:: DATA EXCERPTS ::
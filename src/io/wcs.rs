use crate::types::{HeightRaster, PeakError, PeakResult};
use gdal::spatial_ref::{CoordTransform, SpatialRef};
use std::path::{Path, PathBuf};
use std::time::Duration;

/// INSPIRE DGM1 coverage endpoint (credentials required)
pub const WCS_URL: &str = "https://geoservices.bayern.de/pro/wcs/dgm/v1/wcs_inspire_dgm1";
pub const COVERAGE_ID: &str = "EL.ElevationGridCoverage";
pub const SERVICE_CRS: &str = "EPSG:25832";

/// Axis label pairs tried in order
const AXIS_LABELS: [(&str, &str); 2] = [("E", "N"), ("X", "Y")];

/// Username/password for the elevation service
#[derive(Clone)]
pub struct Credentials {
    pub user: String,
    pub password: String,
}

impl std::fmt::Debug for Credentials {
    fn fmt(&self, f: &mut std::fmt::Formatter<'_>) -> std::fmt::Result {
        f.debug_struct("Credentials")
            .field("user", &self.user)
            .field("password", &"***")
            .finish()
    }
}

impl Credentials {
    /// Explicit values, falling back to `LDBV_USER` / `LDBV_PASS`.
    pub fn resolve(user: Option<&str>, password: Option<&str>) -> PeakResult<Self> {
        Self::resolve_with(user, password, |key| std::env::var(key).ok())
    }

    fn resolve_with(
        user: Option<&str>,
        password: Option<&str>,
        env: impl Fn(&str) -> Option<String>,
    ) -> PeakResult<Self> {
        let pick = |explicit: Option<&str>, key: &str| {
            explicit
                .map(str::to_string)
                .filter(|s| !s.is_empty())
                .or_else(|| env(key).filter(|s| !s.is_empty()))
        };
        match (pick(user, "LDBV_USER"), pick(password, "LDBV_PASS")) {
            (Some(user), Some(password)) => Ok(Self { user, password }),
            _ => Err(PeakError::MissingCredentials),
        }
    }
}

/// Bounds `(min_x, min_y, max_x, max_y)` grown by `buffer` on every side.
pub fn buffered_bounds(bounds: (f64, f64, f64, f64), buffer: f64) -> (f64, f64, f64, f64) {
    (
        bounds.0 - buffer,
        bounds.1 - buffer,
        bounds.2 + buffer,
        bounds.3 + buffer,
    )
}

/// Extent of `raster` in the service CRS, grown by `buffer` metres.
///
/// Bounds of a raster in another CRS are reprojected with densified edges. A
/// raster without CRS is taken to be in the service CRS already.
pub fn service_bounds(raster: &HeightRaster, buffer: f64) -> PeakResult<(f64, f64, f64, f64)> {
    let bounds = raster.bounds();
    let crs = raster.crs.trim();
    if crs.is_empty() {
        log::warn!("Surface raster has no CRS, assuming {}", SERVICE_CRS);
        return Ok(buffered_bounds(bounds, buffer));
    }

    let source = SpatialRef::from_definition(crs)?;
    let target = SpatialRef::from_definition(SERVICE_CRS)?;
    if source == target {
        return Ok(buffered_bounds(bounds, buffer));
    }

    // x = easting / longitude on both sides
    source.set_axis_mapping_strategy(gdal_sys::OSRAxisMappingStrategy::OAMS_TRADITIONAL_GIS_ORDER);
    target.set_axis_mapping_strategy(gdal_sys::OSRAxisMappingStrategy::OAMS_TRADITIONAL_GIS_ORDER);
    let transform = CoordTransform::new(&source, &target)?;
    let b = transform.transform_bounds(&[bounds.0, bounds.1, bounds.2, bounds.3], 21)?;
    log::debug!("Surface bounds {:?} reprojected to {:?} in {}", bounds, b, SERVICE_CRS);
    Ok(buffered_bounds((b[0], b[1], b[2], b[3]), buffer))
}

/// WCS 2.0.1 GetCoverage client for the terrain model
pub struct WcsClient {
    url: String,
    credentials: Credentials,
    timeout: Duration,
    pixel_m: f64,
}

impl WcsClient {
    pub fn new(credentials: Credentials) -> Self {
        Self {
            url: WCS_URL.to_string(),
            credentials,
            timeout: Duration::from_secs(300),
            pixel_m: 1.0,
        }
    }

    pub fn with_url(mut self, url: impl Into<String>) -> Self {
        self.url = url.into();
        self
    }

    pub fn with_timeout(mut self, timeout: Duration) -> Self {
        self.timeout = timeout;
        self
    }

    /// Requested output pixel size in metres (drives `SCALESIZE`)
    pub fn with_pixel_size(mut self, pixel_m: f64) -> Self {
        self.pixel_m = pixel_m;
        self
    }

    /// Query parameters of one GetCoverage request.
    pub fn request_params(
        &self,
        bounds: (f64, f64, f64, f64),
        axes: (&str, &str),
        scale_size: bool,
    ) -> Vec<(&'static str, String)> {
        let (min_x, min_y, max_x, max_y) = bounds;
        let mut params = vec![
            ("SERVICE", "WCS".to_string()),
            ("REQUEST", "GetCoverage".to_string()),
            ("VERSION", "2.0.1".to_string()),
            ("COVERAGEID", COVERAGE_ID.to_string()),
            ("SUBSETTINGCRS", SERVICE_CRS.to_string()),
            ("OUTPUTCRS", SERVICE_CRS.to_string()),
            ("SUBSET", format!("{}({},{})", axes.0, min_x, max_x)),
            ("SUBSET", format!("{}({},{})", axes.1, min_y, max_y)),
            ("FORMAT", "image/tiff;application=geotiff".to_string()),
        ];
        if scale_size && self.pixel_m > 0.0 {
            let nx = (((max_x - min_x) / self.pixel_m).round() as i64).max(1);
            let ny = (((max_y - min_y) / self.pixel_m).round() as i64).max(1);
            params.push(("SCALESIZE", format!("{}({})", axes.0, nx)));
            params.push(("SCALESIZE", format!("{}({})", axes.1, ny)));
        }
        params
    }

    /// Download the terrain coverage for `bounds` (service CRS) to `out_path`.
    ///
    /// Each axis labelling is tried with `SCALESIZE`, then once more without it.
    pub fn download<P: AsRef<Path>>(&self, bounds: (f64, f64, f64, f64), out_path: P) -> PeakResult<PathBuf> {
        let out_path = out_path.as_ref();
        log::info!(
            "Downloading terrain model for ({:.3}, {:.3}, {:.3}, {:.3})",
            bounds.0,
            bounds.1,
            bounds.2,
            bounds.3
        );

        if let Some(parent) = out_path.parent().filter(|p| !p.as_os_str().is_empty()) {
            std::fs::create_dir_all(parent)?;
        }

        let client = reqwest::blocking::Client::builder()
            .timeout(self.timeout)
            .user_agent(concat!("peakfinder/", env!("CARGO_PKG_VERSION")))
            .build()?;

        let mut last_error = String::from("no request sent");
        for scale_size in [true, false] {
            for axes in AXIS_LABELS {
                match self.try_download_once(&client, bounds, axes, scale_size, out_path)? {
                    None => {
                        log::info!("Saved terrain model: {}", out_path.display());
                        return Ok(out_path.to_path_buf());
                    }
                    Some(reason) => {
                        log::warn!("{}", reason);
                        last_error = reason;
                    }
                }
            }
            if scale_size {
                log::warn!("Retrying without SCALESIZE (native resolution)");
            }
        }

        Err(PeakError::Remote(last_error))
    }

    /// One request; `Ok(Some(reason))` when the service rejected it.
    fn try_download_once(
        &self,
        client: &reqwest::blocking::Client,
        bounds: (f64, f64, f64, f64),
        axes: (&str, &str),
        scale_size: bool,
        out_path: &Path,
    ) -> PeakResult<Option<String>> {
        log::debug!("GetCoverage with axes {:?}, SCALESIZE: {}", axes, scale_size);

        let response = client
            .get(&self.url)
            .query(&self.request_params(bounds, axes, scale_size))
            .basic_auth(&self.credentials.user, Some(&self.credentials.password))
            .send()?;

        let status = response.status();
        let content_type = response
            .headers()
            .get(reqwest::header::CONTENT_TYPE)
            .and_then(|v| v.to_str().ok())
            .unwrap_or("")
            .to_string();

        if status != reqwest::StatusCode::OK || !content_type.contains("tiff") {
            let body = response.text().unwrap_or_default();
            let snippet: String = body.chars().take(500).collect();
            return Ok(Some(format!(
                "WCS request with axes {:?} failed: status={} type={} msg={}",
                axes,
                status.as_u16(),
                content_type,
                snippet
            )));
        }

        let content = response.bytes()?;
        log::debug!("Downloaded {} bytes", content.len());
        std::fs::write(out_path, &content)?;
        Ok(None)
    }
}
:::
**TASK TO COMPLETE:**
The output should be exactly the lines above from the line containing "let client = reqwest::blocking::Client::builder()" to the line containing "for axes in", inclusive, with no other lines.

**REPLY TO THE EXERCISE:**
        let client = reqwest::blocking::Client::builder()
            .timeout(self.timeout)
            .user_agent(concat!("peakfinder/", env!("CARGO_PKG_VERSION")))
            .build()?;

        let mut last_error = String::from("no request sent");
        for scale_size in [true, false] {
            for axes in AXIS_LABELS {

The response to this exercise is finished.